------ AVAILABLE RECORDS ------

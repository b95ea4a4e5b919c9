use gas_api::CredentialStore;
use gas_core::{Error, FIRST_VERSION_DESCRIPTION, ManagerConfig, NO_DEV_URL, ProjectSession};
use gas_test_utils::{ApiCall, ApiOp, FakeAuthorizer, FakeConnector, FakeScriptApi};
use pretty_assertions::assert_eq;
use std::sync::Arc;

const ID: &str = "script-abc";

fn manual_config() -> ManagerConfig {
    ManagerConfig {
        auto_create_web_app_deployment: false,
        ..Default::default()
    }
}

async fn authenticated(api: &Arc<FakeScriptApi>, config: ManagerConfig) -> ProjectSession {
    let mut session = ProjectSession::new(config);
    session
        .authenticate(
            &FakeAuthorizer::granting("token"),
            &FakeConnector::new(api.clone()),
            None,
        )
        .await
        .unwrap();
    session
}

async fn with_project(api: &Arc<FakeScriptApi>, config: ManagerConfig) -> ProjectSession {
    api.add_project(ID, "Demo", Some("dev@example.com"));
    let mut session = authenticated(api, config).await;
    session.set_project_id(ID).await.unwrap();
    api.clear_calls();
    session
}

#[tokio::test(start_paused = true)]
async fn test_authenticate_times_out() {
    let api = FakeScriptApi::new();
    let mut session = ProjectSession::new(ManagerConfig::default());

    let err = session
        .authenticate(
            &FakeAuthorizer::hanging(),
            &FakeConnector::new(api.clone()),
            None,
        )
        .await
        .unwrap_err();

    assert!(matches!(err, Error::AuthTimeout));
    assert!(!session.is_authenticated());
}

#[tokio::test]
async fn test_authenticate_denied() {
    let api = FakeScriptApi::new();
    let mut session = ProjectSession::new(ManagerConfig::default());

    let err = session
        .authenticate(&FakeAuthorizer::denying(), &FakeConnector::new(api), None)
        .await
        .unwrap_err();

    assert!(matches!(err, Error::AuthDenied));
    assert_eq!(err.to_string(), "Credentials failed!");
}

#[tokio::test]
async fn test_authenticate_persists_credential() {
    let temp = tempfile::tempdir().unwrap();
    let store = CredentialStore::new(temp.path().join("credentials"));
    let api = FakeScriptApi::new();
    let mut session = ProjectSession::new(ManagerConfig::default());

    session
        .authenticate(
            &FakeAuthorizer::granting("secret"),
            &FakeConnector::new(api),
            Some(&store),
        )
        .await
        .unwrap();

    let stored = store.load().unwrap().unwrap();
    assert_eq!(stored.access_token, "secret");
    assert_eq!(stored.scopes.len(), 4);
    assert!(session.is_authenticated());
}

#[tokio::test]
async fn test_latest_version_of_empty_project_creates_first_version() {
    let api = FakeScriptApi::new();
    let mut session = with_project(&api, manual_config()).await;

    assert_eq!(session.latest_version().await.unwrap(), 1);

    assert_eq!(api.count(ApiOp::CreateVersion), 1);
    let versions = api.versions(ID);
    assert_eq!(versions.len(), 1);
    assert_eq!(versions[0].description, FIRST_VERSION_DESCRIPTION);
}

#[tokio::test]
async fn test_latest_version_is_maximum() {
    let api = FakeScriptApi::new();
    let mut session = with_project(&api, manual_config()).await;
    api.add_versions(ID, &[3, 7, 1]);

    assert_eq!(session.latest_version().await.unwrap(), 7);
    assert_eq!(api.count(ApiOp::CreateVersion), 0);
}

#[tokio::test]
async fn test_resolve_finds_head_and_web_app_without_creating() {
    let api = FakeScriptApi::new();
    api.add_project(ID, "Demo", None);
    let web_app = api.add_deployment(ID, Some("web app meta-version"), Some(2));
    api.add_deployment(ID, Some("web app meta-version"), Some(5));
    let mut session = authenticated(&api, ManagerConfig::default()).await;

    session.set_project_id(ID).await.unwrap();

    assert_eq!(
        session.head_deployment().map(|d| d.deployment_id.as_str()),
        Some("script-abc-head")
    );
    assert_eq!(
        session.web_app_deployment().map(|d| d.deployment_id.clone()),
        Some(web_app)
    );
    assert_eq!(api.count(ApiOp::CreateDeployment), 0);
}

#[tokio::test]
async fn test_resolve_creates_web_app_deployment_at_latest_version() {
    let api = FakeScriptApi::new();
    api.add_project(ID, "Demo", None);
    api.add_versions(ID, &[1, 4]);
    let mut session = authenticated(&api, ManagerConfig::default()).await;

    session.set_project_id(ID).await.unwrap();

    let created: Vec<_> = api
        .calls()
        .into_iter()
        .filter_map(|c| match c {
            ApiCall::CreateDeployment { config, .. } => Some(config),
            _ => None,
        })
        .collect();
    assert_eq!(created.len(), 1);
    assert_eq!(created[0].version_number, Some(4));
    assert_eq!(created[0].description.as_deref(), Some("web app meta-version"));
    assert!(session.web_app_deployment().is_some());
}

#[tokio::test]
async fn test_web_app_creation_failure_is_not_fatal() {
    let api = FakeScriptApi::new();
    api.add_project(ID, "Demo", None);
    api.fail_on(ApiOp::CreateDeployment);
    let mut session = authenticated(&api, ManagerConfig::default()).await;

    session.set_project_id(ID).await.unwrap();

    assert_eq!(session.project_id(), ID);
    assert!(session.web_app_deployment().is_none());
}

#[tokio::test]
async fn test_failed_project_id_clears_state_and_is_retried() {
    let api = FakeScriptApi::new();
    api.add_project(ID, "Demo", None);
    let mut session = authenticated(&api, manual_config()).await;
    session.set_project_id(ID).await.unwrap();
    session.list_versions().await.unwrap();

    let err = session.set_project_id("X").await.unwrap_err();
    assert!(matches!(err, Error::ScriptIdValidation { .. }));
    assert_eq!(session.project_id(), "");
    assert!(session.project().is_none());
    assert!(session.cached_versions().is_none());

    session.set_project_id("X").await.unwrap_err();
    let lookups = api
        .calls()
        .into_iter()
        .filter(|c| matches!(c, ApiCall::GetProject { script_id } if script_id == "X"))
        .count();
    assert_eq!(lookups, 2);
}

#[tokio::test]
async fn test_same_project_id_is_not_revalidated() {
    let api = FakeScriptApi::new();
    let mut session = with_project(&api, manual_config()).await;

    session.set_project_id(ID).await.unwrap();

    assert_eq!(api.count(ApiOp::GetProject), 0);
}

#[tokio::test]
async fn test_project_id_is_persisted_after_validation() {
    let temp = tempfile::tempdir().unwrap();
    let file = temp.path().join(".gas/script_id.txt");
    let api = FakeScriptApi::new();
    api.add_project(ID, "Demo", None);
    let mut session = authenticated(&api, manual_config()).await;
    session.set_script_id_file(file.clone());

    session.set_project_id("missing").await.unwrap_err();
    assert!(!file.exists());

    session.set_project_id(ID).await.unwrap();
    assert_eq!(std::fs::read_to_string(&file).unwrap(), ID);
    assert_eq!(session.persisted_project_id().unwrap().as_deref(), Some(ID));
}

#[tokio::test]
async fn test_get_content_rejects_unknown_version() {
    let api = FakeScriptApi::new();
    let mut session = with_project(&api, manual_config()).await;
    api.add_versions(ID, &[1, 2]);

    let err = session.get_content(Some(9)).await.unwrap_err();
    assert!(matches!(err, Error::UnknownVersion { version: 9 }));
    assert_eq!(api.count(ApiOp::GetContent), 0);

    let content = session.get_content(Some(2)).await.unwrap();
    assert_eq!(content.files.len(), 1);
}

#[tokio::test]
async fn test_create_version_requires_description() {
    let api = FakeScriptApi::new();
    let mut session = with_project(&api, manual_config()).await;

    let err = session.create_version("   ").await.unwrap_err();
    assert!(matches!(err, Error::InvalidDescription));
    assert_eq!(api.count(ApiOp::CreateVersion), 0);
}

#[tokio::test]
async fn test_update_deployment_version_zero_is_noop() {
    let api = FakeScriptApi::new();
    let mut session = with_project(&api, manual_config()).await;

    session.update_deployment_version(0).await.unwrap();
    assert!(api.calls().is_empty());
}

#[tokio::test]
async fn test_update_deployment_version_without_web_app() {
    let api = FakeScriptApi::new();
    let mut session = with_project(&api, manual_config()).await;

    let err = session.update_deployment_version(3).await.unwrap_err();
    assert!(matches!(err, Error::NoWebAppDeployment));
}

#[tokio::test]
async fn test_create_version_and_deploy() {
    let api = FakeScriptApi::new();
    api.add_project(ID, "Demo", None);
    api.add_versions(ID, &[1]);
    let web_app = api.add_deployment(ID, Some("web app meta-version"), Some(1));
    let mut session = authenticated(&api, ManagerConfig::default()).await;
    session.set_project_id(ID).await.unwrap();

    let version = session.create_version_and_deploy("Release").await.unwrap();

    assert_eq!(version, 2);
    let deployed = api
        .deployments(ID)
        .into_iter()
        .find(|d| d.deployment_id == web_app)
        .unwrap();
    assert_eq!(deployed.version_number(), Some(2));
    assert_eq!(
        session.web_app_deployment().and_then(|d| d.version_number()),
        Some(2)
    );
}

#[tokio::test]
async fn test_create_project_requires_name() {
    let api = FakeScriptApi::new();
    let mut session = authenticated(&api, manual_config()).await;

    let err = session.create_project("").await.unwrap_err();
    assert!(matches!(err, Error::InvalidProjectName));
    assert_eq!(api.count(ApiOp::CreateProject), 0);
}

#[tokio::test]
async fn test_create_project_activates_new_id() {
    let api = FakeScriptApi::new();
    let mut session = authenticated(&api, manual_config()).await;

    let id = session.create_project("Library Test Demo").await.unwrap();

    assert_eq!(session.project_id(), id);
    assert_eq!(session.project().map(|p| p.title.as_str()), Some("Library Test Demo"));
}

#[tokio::test]
async fn test_script_info_lines() {
    let api = FakeScriptApi::new();
    api.add_project(ID, "Demo", Some("dev@example.com"));
    api.add_versions(ID, &[1, 2, 3]);
    api.add_deployment(ID, Some("web app meta-version"), Some(2));
    let mut session = authenticated(&api, ManagerConfig::default()).await;
    session.set_project_id(ID).await.unwrap();

    let lines = session.script_info().await.unwrap();

    assert_eq!(lines[0], "Script ID: script-abc");
    assert_eq!(lines[1], "Project Title Demo By dev@example.com");
    assert!(lines[2].starts_with("Webapp URL: https://script.google.com/macros/s/"));
    assert_eq!(
        lines[3],
        "Dev URL: https://script.google.com/macros/s/script-abc/dev"
    );
    assert_eq!(
        lines[4],
        "Your Latest Project Version is 3, Current Deployment Version 2"
    );
}

#[tokio::test]
async fn test_script_info_without_project() {
    let api = FakeScriptApi::new();
    let mut session = authenticated(&api, manual_config()).await;

    assert_eq!(
        session.script_info().await.unwrap(),
        vec!["No Script Info Exists Yet!".to_string()]
    );
}

#[tokio::test]
async fn test_script_info_without_head_deployment() {
    let api = FakeScriptApi::new();
    api.add_project(ID, "Demo", None);
    api.clear_deployments(ID);
    let mut session = authenticated(&api, ManagerConfig::default()).await;
    session.set_project_id(ID).await.unwrap();

    let lines = session.script_info().await.unwrap();
    assert!(lines.contains(&format!("Dev URL: {}", NO_DEV_URL)));
}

------

● THE PROBLEM
Every line of the material that holds the word "google" must be found and copied.

● TASK OUTPUT
    assert!(lines[2].starts_with("Webapp URL: https://script.google.com/macros/s/"));
        "Dev URL: https://script.google.com/macros/s/script-abc/dev"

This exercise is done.